Can. 1325 - Grob fahrlässige oder sorglose oder gewollte Unkenntnis kann bei der
Anwendung der Vorschriften der cann. 1323 und 1324 niemals in Betracht gezogen
werden.
Can. 1326 - § 1. Der Richter muss härter als Gesetz oder Verwaltungsbefehl es
bestimmen, bestrafen:
1º denjenigen, der nach der Verhängung oder Feststellung einer Strafe weiterhin
in seinem strafwürdigen Verhalten verharrt, sodass aus den Umständen
vernünftiger Weise auf sein Verharren im schlechten Wollen geschlossen werden
kann;
2º denjenigen, der sich in einer höheren Würde befindet oder der seine Autorität
oder sein Amt zum Begehen einer Straftat missbraucht hat;
3º denjenigen, der, obwohl eine Strafe für eine schuldhafte Straftat festgesetzt
ist, den Ausgang vorhergesehen hat und gleichwohl Vorsichtsmaßnahmen zu ihrer
Vermeidung unterlassen hat, die jeder Gewissenhafte angewendet hätte;
4º denjenigen, der eine Straftat in Trunkenheit oder anderer Geistestrübungen
begangen hat, wenn diese mit Absicht herbeigeführt wurden, um eine Straftat zu
begehen oder zu entschuldigen, sowie mit Leidenschaft, die willentlich
herbeigeführt oder genährt wurde.
§ 2. In den in § 1 vorgesehenen Fällen kann, wenn eine Tatstrafe festgesetzt
ist, eine andere Strafe oder Buße hinzugefügt werden.

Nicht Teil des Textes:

//! Weight vectors ("matchboxes") and weighted cell selection.
//!
//! A [`WeightVector`] holds one non-negative bead count per board cell. The
//! matchbox agent picks a cell with probability proportional to its count, and
//! the learning engine adds or removes single beads after each decisive game.
//!
//! # Operations
//!
//! - **Initialization**: [`WeightVector::default_for`] gives every empty cell the
//!   same initial weight and every occupied cell zero
//! - **Selection**: [`WeightVector::pick`] samples a cell by weight
//! - **Adjustment**: [`WeightVector::reward`] and [`WeightVector::penalize`] move a
//!   single cell by one bead, never emptying the box
//!
//! # Invariants
//!
//! - Occupied cells start at zero and learning only touches cells that were
//!   legal moves, so an occupied cell is never selected
//! - A box whose total weight is exactly 1 is never adjusted, so the total never
//!   drops to zero through learning

use matchbox_engine::{Board, CELL_COUNT};
use rand::{
    Rng,
    distr::{Distribution, weighted::WeightedIndex},
};
use serde::{Deserialize, Serialize};

/// Returned by [`WeightVector::pick`] when every weight is zero.
#[derive(Debug, Clone, Copy, PartialEq, Eq, derive_more::Display, derive_more::Error)]
#[display("no selectable cell: every weight in the matchbox is zero")]
pub struct NoSelectableCell;

/// Outcome of a single learning adjustment.
#[derive(Debug, Clone, Copy, PartialEq, Eq)]
pub enum Adjustment {
    /// The cell gained a bead.
    Rewarded,
    /// The cell lost a bead.
    Penalized,
    /// The box was left unchanged (last bead, or the cell was already empty).
    Skipped,
}

/// Per-cell selection weights for one board position.
///
/// # Example
///
/// ```
/// use matchbox_engine::Board;
/// use matchbox_training::weights::WeightVector;
///
/// let board: Board = "XO  X   O".parse().unwrap();
/// let weights = WeightVector::default_for(&board, 3);
/// assert_eq!(weights.as_array(), &[0, 0, 3, 3, 0, 3, 3, 3, 0]);
/// assert_eq!(weights.total(), 15);
/// ```
#[derive(Debug, Clone, Copy, PartialEq, Eq, Default, Serialize, Deserialize)]
#[serde(transparent)]
pub struct WeightVector([u32; CELL_COUNT]);

impl WeightVector {
    #[must_use]
    pub const fn new(weights: [u32; CELL_COUNT]) -> Self {
        Self(weights)
    }

    /// Creates the initial box for `board`: `initial_weight` for empty cells,
    /// zero for occupied ones.
    #[must_use]
    pub fn default_for(board: &Board, initial_weight: u32) -> Self {
        let mut weights = [0; CELL_COUNT];
        for (w, cell) in weights.iter_mut().zip(board.cells()) {
            if cell.is_empty() {
                *w = initial_weight;
            }
        }
        Self(weights)
    }

    #[must_use]
    pub fn as_array(&self) -> &[u32; CELL_COUNT] {
        &self.0
    }

    #[must_use]
    pub fn get(&self, cell: usize) -> u32 {
        self.0[cell]
    }

    /// Sum of all weights.
    #[must_use]
    pub fn total(&self) -> u64 {
        self.0.iter().copied().map(u64::from).sum()
    }

    /// Adds one bead to `cell`, unless the box holds exactly one bead.
    pub fn reward(&mut self, cell: usize) -> Adjustment {
        if self.total() == 1 {
            return Adjustment::Skipped;
        }
        self.0[cell] = self.0[cell].saturating_add(1);
        Adjustment::Rewarded
    }

    /// Removes one bead from `cell`, unless the box holds exactly one bead or
    /// `cell` has none left.
    pub fn penalize(&mut self, cell: usize) -> Adjustment {
        if self.total() == 1 || self.0[cell] == 0 {
            return Adjustment::Skipped;
        }
        self.0[cell] -= 1;
        Adjustment::Penalized
    }

    /// Samples a cell with probability proportional to its weight.
    ///
    /// Cells with zero weight are never returned.
    pub fn pick<R>(&self, rng: &mut R) -> Result<usize, NoSelectableCell>
    where
        R: Rng + ?Sized,
    {
        if self.total() == 0 {
            return Err(NoSelectableCell);
        }
        let dist = WeightedIndex::new(self.0.iter().copied().map(u64::from))
            .map_err(|_| NoSelectableCell)?;
        Ok(dist.sample(rng))
    }
}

§ 3. In den gleichen Fällen wird die Strafe, wenn sie als fakultativ festgelegt
ist, verpflichtend.
Can. 1327 - Das Partikulargesetz kann außer den in den cann. 1323-1326 vorgesehenen
Fällen andere Strafe ausschließende, mildernde oder erschwerende Umstände
festlegen, sei es durch allgemeine Norm, sei es für einzelne Straftaten. Ebenso
können in einem Strafbefehl Umstände festgelegt werden, die von der im
Strafbefehl festgesetzten Strafe befreien, sie mildern oder verschärfen.
Can. 1328 - § 1. Wer zum Begehen einer Straftat etwas getan oder unterlassen und
trotzdem unabhängig von seinem Willen die Straftat nicht vollendet hat, zieht
sich nicht die für die vollendete Straftat vorgesehene Strafe zu, es sei denn,
Gesetz oder Verwaltungsbefehl sehen anderes vor.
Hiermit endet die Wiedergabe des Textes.